Moral and Social Development in Japanese Elementary Education: A Study of One Elementary School

This is a participant observation case study of an elementary school in Japan. The purpose of this study was to demonstrate how Japanese elementary schools emphasize moral and social development as well as academic achievement. For this purpose, the Japanese educational history and cultural aspects of moral and social development were studied. In addition, one particular elementary school was observed and seven teachers were interviewed. In a typical elementary school, moral and social development promote respect for society and the established order; diligence; self-criticism; and valuing group goals above individual interests. In this research, the time allocation and contents for moral and social development were studied as to how these are actually integrated into the school curriculum. The interviewed teachers were two each in the first, fourth, and sixth grades and one administrator. A questionnaire was designed to analyze eight variables: 1. Teacher characteristics 2. Activities designed to enhance academic achievement 3. Activities designed to enhance moral and social development 4. Grade integrated activities 5. The general organization of the curriculum 6. Principles used to organize the elements of the subjects taught 7. The development of flexible plans or source units 8. The process of curriculum development.
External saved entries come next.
//! HTTP client for the diff service.

use crate::model::{DiffRequest, DiffResponse, ErrorBody};
use async_trait::async_trait;
use reqwest::Client;
use thiserror::Error;
use tracing::{debug, warn};

/// Default service address, matching the port the diff service listens on.
pub const DEFAULT_ENDPOINT: &str = "http://127.0.0.1:5001";

/// Message shown when a failed response carries no usable `error` field.
pub const FALLBACK_ERROR: &str = "Failed to generate diff";

#[derive(Error, Debug)]
pub enum FetchError {
    /// Transport level failure: connection refused, timeout, TLS.
    #[error("HTTP request failed: {0}")]
    Http(#[from] reqwest::Error),

    /// The service answered with a non-success status.
    #[error("{message}")]
    Server { status: u16, message: String },

    #[error("Invalid response from diff service: {0}")]
    Decode(#[from] serde_json::Error),
}

impl FetchError {
    /// Message suitable for the error banner.
    pub fn user_message(&self) -> String {
        match self {
            FetchError::Server { message, .. } => message.clone(),
            other => other.to_string(),
        }
    }
}

/// Anything able to answer a diff request.
#[cfg_attr(target_arch = "wasm32", async_trait(?Send))]
#[cfg_attr(not(target_arch = "wasm32"), async_trait)]
pub trait DiffSource {
    async fn generate_diff(&self, request: &DiffRequest) -> Result<DiffResponse, FetchError>;
}

/// [`DiffSource`] backed by `POST {endpoint}/generate-diff`.
#[derive(Clone)]
pub struct HttpDiffSource {
    endpoint: String,
    http: Client,
}

impl HttpDiffSource {
    pub fn new(endpoint: impl Into<String>) -> Self {
        Self { endpoint: endpoint.into(), http: Client::new() }
    }

    pub fn endpoint(&self) -> &str {
        &self.endpoint
    }

    fn url(&self) -> String {
        format!("{}/generate-diff", self.endpoint.trim_end_matches('/'))
    }
}

/// Extracts the user-facing message from a failure body.
pub fn error_message(body: &str) -> String {
    serde_json::from_str::<ErrorBody>(body)
        .ok()
        .and_then(|parsed| parsed.error)
        .filter(|message| !message.trim().is_empty())
        .unwrap_or_else(|| FALLBACK_ERROR.to_string())
}

#[cfg_attr(target_arch = "wasm32", async_trait(?Send))]
#[cfg_attr(not(target_arch = "wasm32"), async_trait)]
impl DiffSource for HttpDiffSource {
    async fn generate_diff(&self, request: &DiffRequest) -> Result<DiffResponse, FetchError> {
        let url = self.url();
        debug!(%url, target = %request.url, timestamp = %request.timestamp, "requesting diff");

        let response = self.http.post(&url).json(request).send().await?;
        let status = response.status();
        let body = response.text().await?;

        if !status.is_success() {
            let message = error_message(&body);
            warn!(status = status.as_u16(), %message, "diff service returned an error");
            return Err(FetchError::Server { status: status.as_u16(), message });
        }

        let parsed: DiffResponse = serde_json::from_str(&body)?;
        debug!(entries = parsed.diff_data.len(), bytes = body.len(), "diff received");
        Ok(parsed)
    }
}

#[cfg(test)]
mod tests {
    use super::*;
    use axum::{Json, Router, http::StatusCode, routing::post};
    use serde_json::{Value, json};

    async fn spawn_stub(router: Router) -> String {
        let listener = tokio::net::TcpListener::bind("127.0.0.1:0").await.unwrap();
        let addr = listener.local_addr().unwrap();
        tokio::spawn(async move {
            axum::serve(listener, router).await.unwrap();
        });
        format!("http://{}", addr)
    }

    fn request() -> DiffRequest {
        DiffRequest { url: "https://example.com".into(), timestamp: "20250101".into() }
    }

    #[test]
    fn test_error_message_extraction() {
        assert_eq!(error_message(r#"{"error": "URL is required"}"#), "URL is required");
        assert_eq!(error_message(r#"{"error": ""}"#), FALLBACK_ERROR);
        assert_eq!(error_message(r#"{"detail": "x"}"#), FALLBACK_ERROR);
        assert_eq!(error_message("<html>502 Bad Gateway</html>"), FALLBACK_ERROR);
    }

    #[tokio::test]
    async fn test_successful_request_round_trip() {
        let router = Router::new().route(
            "/generate-diff",
            post(|Json(body): Json<Value>| async move {
                Json(json!({
                    "url": body["url"],
                    "archived_date": "01-01-2025",
                    "current_date": "10-16-2026",
                    "diff_data": [
                        {"type": "add", "line_num": 1, "old_text": "", "new_text": body["timestamp"]}
                    ],
                    "significant_added": [],
                    "significant_removed": [],
                    "stats": {"added_lines": 1, "removed_lines": 0, "changed_lines": 0, "is_identical": false}
                }))
            }),
        );
        let endpoint = spawn_stub(router).await;
        let source = HttpDiffSource::new(format!("{}/", endpoint));

        let response = source.generate_diff(&request()).await.unwrap();
        assert_eq!(response.url, "https://example.com");
        assert_eq!(response.diff_data[0].new_text(), "20250101");
        assert_eq!(response.stats.added_lines, 1);
    }

    #[tokio::test]
    async fn test_server_error_body_is_surfaced() {
        let router = Router::new().route(
            "/generate-diff",
            post(|| async {
                (StatusCode::BAD_REQUEST, Json(json!({"error": "Failed to fetch archived content"})))
            }),
        );
        let source = HttpDiffSource::new(spawn_stub(router).await);

        let err = source.generate_diff(&request()).await.unwrap_err();
        assert!(matches!(err, FetchError::Server { status: 400, .. }));
        assert_eq!(err.user_message(), "Failed to fetch archived content");
    }

    #[tokio::test]
    async fn test_server_error_without_body_uses_fallback() {
        let router = Router::new().route(
            "/generate-diff",
            post(|| async { (StatusCode::INTERNAL_SERVER_ERROR, "boom") }),
        );
        let source = HttpDiffSource::new(spawn_stub(router).await);

        let err = source.generate_diff(&request()).await.unwrap_err();
        assert_eq!(err.user_message(), FALLBACK_ERROR);
    }

    #[tokio::test]
    async fn test_malformed_success_body() {
        let router = Router::new().route("/generate-diff", post(|| async { "not json" }));
        let source = HttpDiffSource::new(spawn_stub(router).await);

        let err = source.generate_diff(&request()).await.unwrap_err();
        assert!(matches!(err, FetchError::Decode(_)));
    }

    #[tokio::test]
    async fn test_connection_refused() {
        let listener = tokio::net::TcpListener::bind("127.0.0.1:0").await.unwrap();
        let addr = listener.local_addr().unwrap();
        drop(listener);

        let source = HttpDiffSource::new(format!("http://{}", addr));
        let err = source.generate_diff(&request()).await.unwrap_err();
        assert!(matches!(err, FetchError::Http(_)));
    }
}
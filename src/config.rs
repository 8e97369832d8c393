/*!
Configuration for the wayback-diff command line tool.

Settings are read from `<config dir>/wayback-diff/config.json`. A missing
file means defaults; `WAYBACK_DIFF_ENDPOINT` overrides the stored endpoint,
and command line flags override both.
*/

use crate::client::DEFAULT_ENDPOINT;
use serde::{Deserialize, Serialize};
use std::fs;
use std::path::{Path, PathBuf};
use thiserror::Error;
use tracing::{debug, warn};

pub const ENDPOINT_ENV: &str = "WAYBACK_DIFF_ENDPOINT";

#[derive(Error, Debug)]
pub enum ConfigError {
    #[error("Could not find the configuration directory")]
    NoConfigDir,

    #[error("I/O error on {path}: {source}")]
    Io {
        path: PathBuf,
        #[source]
        source: std::io::Error,
    },

    #[error("Invalid configuration file {path}: {source}")]
    Parse {
        path: PathBuf,
        #[source]
        source: serde_json::Error,
    },
}

#[derive(Serialize, Deserialize, Debug, Clone, PartialEq, Eq)]
#[serde(default)]
pub struct Config {
    /// Base URL of the diff service
    pub endpoint: String,
    /// Start in the changes-only view
    pub changes_only: bool,
    /// Where reports are written when no output path is given
    pub output_dir: Option<PathBuf>,
}

impl Default for Config {
    fn default() -> Self {
        Self {
            endpoint: DEFAULT_ENDPOINT.to_string(),
            changes_only: false,
            output_dir: None,
        }
    }
}

impl Config {
    /// Path of the configuration file.
    ///
    /// # Errors
    ///
    /// Returns an error if the platform has no configuration directory.
    pub fn path() -> Result<PathBuf, ConfigError> {
        let dir = dirs::config_dir().ok_or(ConfigError::NoConfigDir)?;
        Ok(dir.join("wayback-diff").join("config.json"))
    }

    /// Loads the configuration file and applies the environment override.
    pub fn load() -> Result<Self, ConfigError> {
        Ok(Self::load_from(&Self::path()?)?.with_env_override())
    }

    /// Like [`Config::load`], but an unusable file is logged and replaced by
    /// the defaults.
    pub fn load_or_default() -> Self {
        let config = match Self::path() {
            Ok(path) => Self::load_from_or_default(&path),
            Err(err) => {
                warn!(error = %err, "using default configuration");
                Self::default()
            }
        };
        config.with_env_override()
    }

    pub fn load_from_or_default(path: &Path) -> Self {
        Self::load_from(path).unwrap_or_else(|err| {
            warn!(error = %err, "configuration unusable, using defaults");
            Self::default()
        })
    }

    fn with_env_override(mut self) -> Self {
        if let Ok(endpoint) = std::env::var(ENDPOINT_ENV) {
            self.apply_endpoint_override(Some(endpoint));
        }
        self
    }

    /// Loads the configuration from `path`, falling back to defaults when
    /// the file does not exist.
    pub fn load_from(path: &Path) -> Result<Self, ConfigError> {
        if !path.exists() {
            debug!(path = %path.display(), "no configuration file, using defaults");
            return Ok(Self::default());
        }
        let content = fs::read_to_string(path).map_err(|source| ConfigError::Io {
            path: path.to_path_buf(),
            source,
        })?;
        let config = serde_json::from_str(&content).map_err(|source| ConfigError::Parse {
            path: path.to_path_buf(),
            source,
        })?;
        debug!(path = %path.display(), "configuration loaded");
        Ok(config)
    }

    pub fn save_to(&self, path: &Path) -> Result<(), ConfigError> {
        if let Some(parent) = path.parent() {
            fs::create_dir_all(parent).map_err(|source| ConfigError::Io {
                path: parent.to_path_buf(),
                source,
            })?;
        }
        let content = serde_json::to_string_pretty(self).map_err(|source| ConfigError::Parse {
            path: path.to_path_buf(),
            source,
        })?;
        fs::write(path, content).map_err(|source| ConfigError::Io {
            path: path.to_path_buf(),
            source,
        })
    }

    /// Replaces the endpoint when `endpoint` is set and not blank.
    pub fn apply_endpoint_override(&mut self, endpoint: Option<String>) {
        if let Some(endpoint) = endpoint.filter(|e| !e.trim().is_empty()) {
            self.endpoint = endpoint.trim().to_string();
        }
    }
}

#[cfg(test)]
mod tests {
    use super::*;
    use tempfile::tempdir;

    #[test]
    fn test_missing_file_gives_defaults() {
        let dir = tempdir().unwrap();
        let config = Config::load_from(&dir.path().join("config.json")).unwrap();
        assert_eq!(config, Config::default());
        assert_eq!(config.endpoint, DEFAULT_ENDPOINT);
    }

    #[test]
    fn test_partial_file_fills_defaults() {
        let dir = tempdir().unwrap();
        let path = dir.path().join("config.json");
        fs::write(&path, r#"{"changes_only": true}"#).unwrap();

        let config = Config::load_from(&path).unwrap();
        assert!(config.changes_only);
        assert_eq!(config.endpoint, DEFAULT_ENDPOINT);
    }

    #[test]
    fn test_save_and_reload() {
        let dir = tempdir().unwrap();
        let path = dir.path().join("nested").join("config.json");
        let config = Config {
            endpoint: "http://diff.internal:8080".into(),
            changes_only: true,
            output_dir: Some(dir.path().join("reports")),
        };
        config.save_to(&path).unwrap();
        assert_eq!(Config::load_from(&path).unwrap(), config);
    }

    #[test]
    fn test_invalid_file_is_reported() {
        let dir = tempdir().unwrap();
        let path = dir.path().join("config.json");
        fs::write(&path, "{not json").unwrap();
        assert!(matches!(Config::load_from(&path), Err(ConfigError::Parse { .. })));
    }

    #[test]
    fn test_invalid_file_falls_back_to_defaults() {
        let dir = tempdir().unwrap();
        let path = dir.path().join("config.json");
        fs::write(&path, r#"{"changes_only": "yes"}"#).unwrap();
        assert_eq!(Config::load_from_or_default(&path), Config::default());

        fs::write(&path, r#"{"changes_only": true}"#).unwrap();
        assert!(Config::load_from_or_default(&path).changes_only);
    }

    #[test]
    fn test_endpoint_override() {
        let mut config = Config::default();
        config.apply_endpoint_override(Some("   ".into()));
        assert_eq!(config.endpoint, DEFAULT_ENDPOINT);
        config.apply_endpoint_override(Some(" http://localhost:9000 ".into()));
        assert_eq!(config.endpoint, "http://localhost:9000");
        config.apply_endpoint_override(None);
        assert_eq!(config.endpoint, "http://localhost:9000");
    }
}
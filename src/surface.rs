/*!
The page the viewer writes into.

[`Surface`] abstracts the handful of element operations the viewer needs.
Every operation targeting an element the page does not contain is a no-op.
[`PageSurface`] is an in-memory implementation used by the command line tool
and the tests; the browser implementation lives in `crate::browser`.
*/

use std::collections::HashMap;

/// Fixed element identifiers of the viewer page.
#[derive(Debug, Clone, Copy, PartialEq, Eq, Hash)]
pub enum ElementId {
    DiffForm,
    Url,
    Loading,
    ErrorMessage,
    WarningMessage,
    DiffResults,
    DiffContent,
    ToggleChangesBtn,
    SearchInput,
    SearchBtn,
    KeyAdditions,
    KeyRemovals,
    DiffInfo,
    ChangeStats,
    OldVersionHeader,
    NewVersionHeader,
    ArchiveDate,
    Timestamp,
    ArchiveYear,
    ArchiveMonth,
    ArchiveDay,
}

impl ElementId {
    pub const ALL: [ElementId; 21] = [
        ElementId::DiffForm,
        ElementId::Url,
        ElementId::Loading,
        ElementId::ErrorMessage,
        ElementId::WarningMessage,
        ElementId::DiffResults,
        ElementId::DiffContent,
        ElementId::ToggleChangesBtn,
        ElementId::SearchInput,
        ElementId::SearchBtn,
        ElementId::KeyAdditions,
        ElementId::KeyRemovals,
        ElementId::DiffInfo,
        ElementId::ChangeStats,
        ElementId::OldVersionHeader,
        ElementId::NewVersionHeader,
        ElementId::ArchiveDate,
        ElementId::Timestamp,
        ElementId::ArchiveYear,
        ElementId::ArchiveMonth,
        ElementId::ArchiveDay,
    ];

    pub fn as_str(&self) -> &'static str {
        match self {
            ElementId::DiffForm => "diffForm",
            ElementId::Url => "url",
            ElementId::Loading => "loading",
            ElementId::ErrorMessage => "errorMessage",
            ElementId::WarningMessage => "warningMessage",
            ElementId::DiffResults => "diffResults",
            ElementId::DiffContent => "diffContent",
            ElementId::ToggleChangesBtn => "toggleChangesBtn",
            ElementId::SearchInput => "searchInput",
            ElementId::SearchBtn => "searchBtn",
            ElementId::KeyAdditions => "keyAdditions",
            ElementId::KeyRemovals => "keyRemovals",
            ElementId::DiffInfo => "diffInfo",
            ElementId::ChangeStats => "changeStats",
            ElementId::OldVersionHeader => "oldVersionHeader",
            ElementId::NewVersionHeader => "newVersionHeader",
            ElementId::ArchiveDate => "archiveDate",
            ElementId::Timestamp => "timestamp",
            ElementId::ArchiveYear => "archiveYear",
            ElementId::ArchiveMonth => "archiveMonth",
            ElementId::ArchiveDay => "archiveDay",
        }
    }
}

/// Element operations used by the viewer.
pub trait Surface {
    /// Replaces the element's content with escaped text.
    fn set_text(&mut self, id: ElementId, text: &str);

    /// Replaces the element's content with trusted markup.
    fn set_html(&mut self, id: ElementId, html: &str);

    fn set_value(&mut self, id: ElementId, value: &str);

    /// Replaces the options of a select element.
    fn set_options(&mut self, id: ElementId, options: &[String]);

    fn set_hidden(&mut self, id: ElementId, hidden: bool);

    fn set_attribute(&mut self, id: ElementId, name: &str, value: &str);

    fn set_disabled(&mut self, id: ElementId, disabled: bool);

    fn set_class(&mut self, id: ElementId, class: &str, enabled: bool);

    /// Scrolls the diff row with the given display index into view.
    fn scroll_row_into_view(&mut self, row: usize);
}

/// Recorded state of one element.
#[derive(Debug, Clone, Default, PartialEq, Eq)]
pub struct ElementState {
    /// Markup content; text set through [`Surface::set_text`] is stored escaped
    pub html: String,
    pub value: String,
    /// Select options, in display order
    pub options: Vec<String>,
    pub hidden: bool,
    pub disabled: bool,
    pub classes: Vec<String>,
    pub attributes: Vec<(String, String)>,
}

impl ElementState {
    pub fn has_class(&self, class: &str) -> bool {
        self.classes.iter().any(|c| c == class)
    }

    pub fn attribute(&self, name: &str) -> Option<&str> {
        self.attributes
            .iter()
            .find(|(key, _)| key == name)
            .map(|(_, value)| value.as_str())
    }
}

/// In-memory page.
#[derive(Debug, Clone, Default)]
pub struct PageSurface {
    elements: HashMap<ElementId, ElementState>,
    scrolled_row: Option<usize>,
}

impl PageSurface {
    /// A page with every viewer element, in the initial state of the
    /// served page: loading, results, error and warning hidden.
    pub fn new() -> Self {
        Self::with_elements(&ElementId::ALL)
    }

    pub fn with_elements(ids: &[ElementId]) -> Self {
        let mut elements = HashMap::new();
        for id in ids {
            let hidden = matches!(
                id,
                ElementId::Loading
                    | ElementId::ErrorMessage
                    | ElementId::WarningMessage
                    | ElementId::DiffResults
            );
            elements.insert(*id, ElementState { hidden, ..Default::default() });
        }
        Self { elements, scrolled_row: None }
    }

    /// A full page minus the given elements.
    pub fn without(missing: &[ElementId]) -> Self {
        let ids: Vec<ElementId> = ElementId::ALL
            .iter()
            .copied()
            .filter(|id| !missing.contains(id))
            .collect();
        Self::with_elements(&ids)
    }

    pub fn element(&self, id: ElementId) -> Option<&ElementState> {
        self.elements.get(&id)
    }

    /// Markup of an element, empty when absent.
    pub fn html(&self, id: ElementId) -> &str {
        self.element(id).map(|e| e.html.as_str()).unwrap_or_default()
    }

    pub fn is_visible(&self, id: ElementId) -> bool {
        self.element(id).is_some_and(|e| !e.hidden)
    }

    pub fn scrolled_row(&self) -> Option<usize> {
        self.scrolled_row
    }

    fn with_element(&mut self, id: ElementId, f: impl FnOnce(&mut ElementState)) {
        if let Some(element) = self.elements.get_mut(&id) {
            f(element);
        }
    }
}

impl Surface for PageSurface {
    fn set_text(&mut self, id: ElementId, text: &str) {
        let html = crate::html::escape_html(text);
        self.with_element(id, |e| e.html = html);
    }

    fn set_html(&mut self, id: ElementId, html: &str) {
        self.with_element(id, |e| e.html = html.to_string());
    }

    fn set_value(&mut self, id: ElementId, value: &str) {
        self.with_element(id, |e| e.value = value.to_string());
    }

    fn set_options(&mut self, id: ElementId, options: &[String]) {
        self.with_element(id, |e| e.options = options.to_vec());
    }

    fn set_hidden(&mut self, id: ElementId, hidden: bool) {
        self.with_element(id, |e| e.hidden = hidden);
    }

    fn set_attribute(&mut self, id: ElementId, name: &str, value: &str) {
        self.with_element(id, |e| match e.attributes.iter_mut().find(|(key, _)| key == name) {
            Some((_, existing)) => *existing = value.to_string(),
            None => e.attributes.push((name.to_string(), value.to_string())),
        });
    }

    fn set_disabled(&mut self, id: ElementId, disabled: bool) {
        self.with_element(id, |e| e.disabled = disabled);
    }

    fn set_class(&mut self, id: ElementId, class: &str, enabled: bool) {
        self.with_element(id, |e| {
            e.classes.retain(|c| c != class);
            if enabled {
                e.classes.push(class.to_string());
            }
        });
    }

    fn scroll_row_into_view(&mut self, row: usize) {
        if self.elements.contains_key(&ElementId::DiffContent) {
            self.scrolled_row = Some(row);
        }
    }
}

#[cfg(test)]
mod tests {
    use super::*;

    #[test]
    fn test_initial_visibility() {
        let page = PageSurface::new();
        assert!(!page.is_visible(ElementId::Loading));
        assert!(!page.is_visible(ElementId::DiffResults));
        assert!(page.is_visible(ElementId::DiffContent));
    }

    #[test]
    fn test_set_text_is_escaped() {
        let mut page = PageSurface::new();
        page.set_text(ElementId::ErrorMessage, "<oops>");
        assert_eq!(page.html(ElementId::ErrorMessage), "&lt;oops&gt;");
    }

    #[test]
    fn test_missing_elements_are_noops() {
        let mut page = PageSurface::without(&[ElementId::WarningMessage, ElementId::DiffContent]);
        page.set_text(ElementId::WarningMessage, "ignored");
        page.set_hidden(ElementId::WarningMessage, false);
        page.scroll_row_into_view(3);
        assert!(page.element(ElementId::WarningMessage).is_none());
        assert_eq!(page.html(ElementId::WarningMessage), "");
        assert!(!page.is_visible(ElementId::WarningMessage));
        assert_eq!(page.scrolled_row(), None);
    }

    #[test]
    fn test_classes_and_attributes() {
        let mut page = PageSurface::new();
        let id = ElementId::ToggleChangesBtn;
        page.set_class(id, "active-toggle", true);
        page.set_class(id, "active-toggle", true);
        page.set_attribute(id, "aria-pressed", "true");
        page.set_attribute(id, "aria-pressed", "false");

        let element = page.element(id).unwrap();
        assert_eq!(element.classes, vec!["active-toggle".to_string()]);
        assert_eq!(element.attribute("aria-pressed"), Some("false"));

        page.set_class(id, "active-toggle", false);
        assert!(!page.element(id).unwrap().has_class("active-toggle"));
    }

    #[test]
    fn test_set_options_replaces_list() {
        let mut page = PageSurface::without(&[ElementId::ArchiveYear]);
        let days: Vec<String> = (1..=31).map(|d| format!("{:02}", d)).collect();
        page.set_options(ElementId::ArchiveDay, &days);
        page.set_options(ElementId::ArchiveDay, &days[..28]);
        page.set_options(ElementId::ArchiveYear, &days);

        let day = page.element(ElementId::ArchiveDay).unwrap();
        assert_eq!(day.options.len(), 28);
        assert_eq!(day.options.last().map(String::as_str), Some("28"));
        assert!(page.element(ElementId::ArchiveYear).is_none());
    }
}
Variables 5 through 8 are based on Tyler's "Basic Principles of Curriculum and Instruction" (1949). The results of the observations demonstrated that there was strong emphasis on moral and social development as well as academic achievement. The objectives of moral and social development were exercised throughout pupils' school lives. This case study offers not only much valuable information and many practical ideas for moral and social development but also insight into the pupil-teacher relationship, curriculum development, and a possible teacher-support system for American elementary schools.